If you were asked to describe how you can move through the Universe, you’d probably think of all the different directions you were free to move in. You could go left or right, forwards or backwards, and upwards or downwards; that’s it. Those three independent directions, described by something as simple as a grid, describe all the possible ways once can move through space.

But those three dimensions are far from all there are. There’s a fourth dimension that’s just as important, even though it’s very different: time. We’re always moving forward through time, sure, but it’s just as much a dimension as any of the spatial ones.

Whether you say we live in a four-dimensional Universe described by the fabric of spacetime, or a 3+1 dimensional Universe, where we have three spatial plus one time dimension, you cannot separate these entities from one another while still being physically correct. Let’s try and understand why.

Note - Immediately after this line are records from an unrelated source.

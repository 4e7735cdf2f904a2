//! Long-lived engine client registry.
//!
//! Hands out [`ClientHandle`]s for engine clients so callers can name a
//! client with a plain integer. Handles are never reused.

use std::num::NonZeroU64;
use std::sync::atomic::{AtomicU64, Ordering};
use std::sync::Arc;

use dashmap::DashMap;
use sync_types::ClientHandle;

use crate::session::EngineClient;

/// Concurrent map from client handle to engine client.
#[derive(Default)]
pub struct ClientRegistry {
    clients: DashMap<ClientHandle, Arc<dyn EngineClient>>,
    issued: AtomicU64,
}

impl std::fmt::Debug for ClientRegistry {
    fn fmt(&self, f: &mut std::fmt::Formatter<'_>) -> std::fmt::Result {
        f.debug_struct("ClientRegistry")
            .field("clients_count", &self.clients.len())
            .field("issued", &self.issued.load(Ordering::Relaxed))
            .finish()
    }
}

impl ClientRegistry {
    /// Create an empty registry.
    pub fn new() -> Self {
        Self::default()
    }

    /// Register a client and return its handle.
    pub fn register(&self, client: Arc<dyn EngineClient>) -> ClientHandle {
        let issued = self.issued.fetch_add(1, Ordering::Relaxed);
        let handle = ClientHandle::new(NonZeroU64::MIN.saturating_add(issued));
        self.clients.insert(handle, client);

        tracing::debug!(
            "Registered engine client {} (total: {})",
            handle,
            self.clients.len()
        );
        handle
    }

    /// Look up a client.
    pub fn get(&self, handle: ClientHandle) -> Option<Arc<dyn EngineClient>> {
        self.clients.get(&handle).map(|entry| Arc::clone(entry.value()))
    }

    /// Look up a client by the raw value a caller passed. Zero resolves to nothing.
    pub fn resolve(&self, raw: u64) -> Option<Arc<dyn EngineClient>> {
        ClientHandle::from_raw(raw).and_then(|handle| self.get(handle))
    }

    /// Drop a client from the registry.
    ///
    /// Sessions already opened from it keep their own references.
    pub fn remove(&self, handle: ClientHandle) -> Option<Arc<dyn EngineClient>> {
        self.clients.remove(&handle).map(|(_, client)| client)
    }

    /// Number of registered clients.
    pub fn len(&self) -> usize {
        self.clients.len()
    }

    /// Whether no client is registered.
    pub fn is_empty(&self) -> bool {
        self.clients.is_empty()
    }
}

Human beings, for the most part, live only on the surface of the Earth. When we want to describe where we’re located, we typically only have to give two coordinates: a latitude and longitude. We only need these two values, which describe where we’re located along the north-south and east-west axes of our planet, because the third dimension is a given: we’re on the Earth’s surface.

But if you’re willing to go either underground or into the air above Earth’s surface, you’d need a third coordinate to accurately describe your location: altitude/depth, or where you are on the up-down axis. After all, someone located at the exact same latitude and longitude as you ⁠— the same two-dimensional coordinates ⁠— could easily be in a subterranean tunnel or an overhead helicopter.

They aren’t necessarily at the same exact location; you need three independent pieces of information to pinpoint your location in space.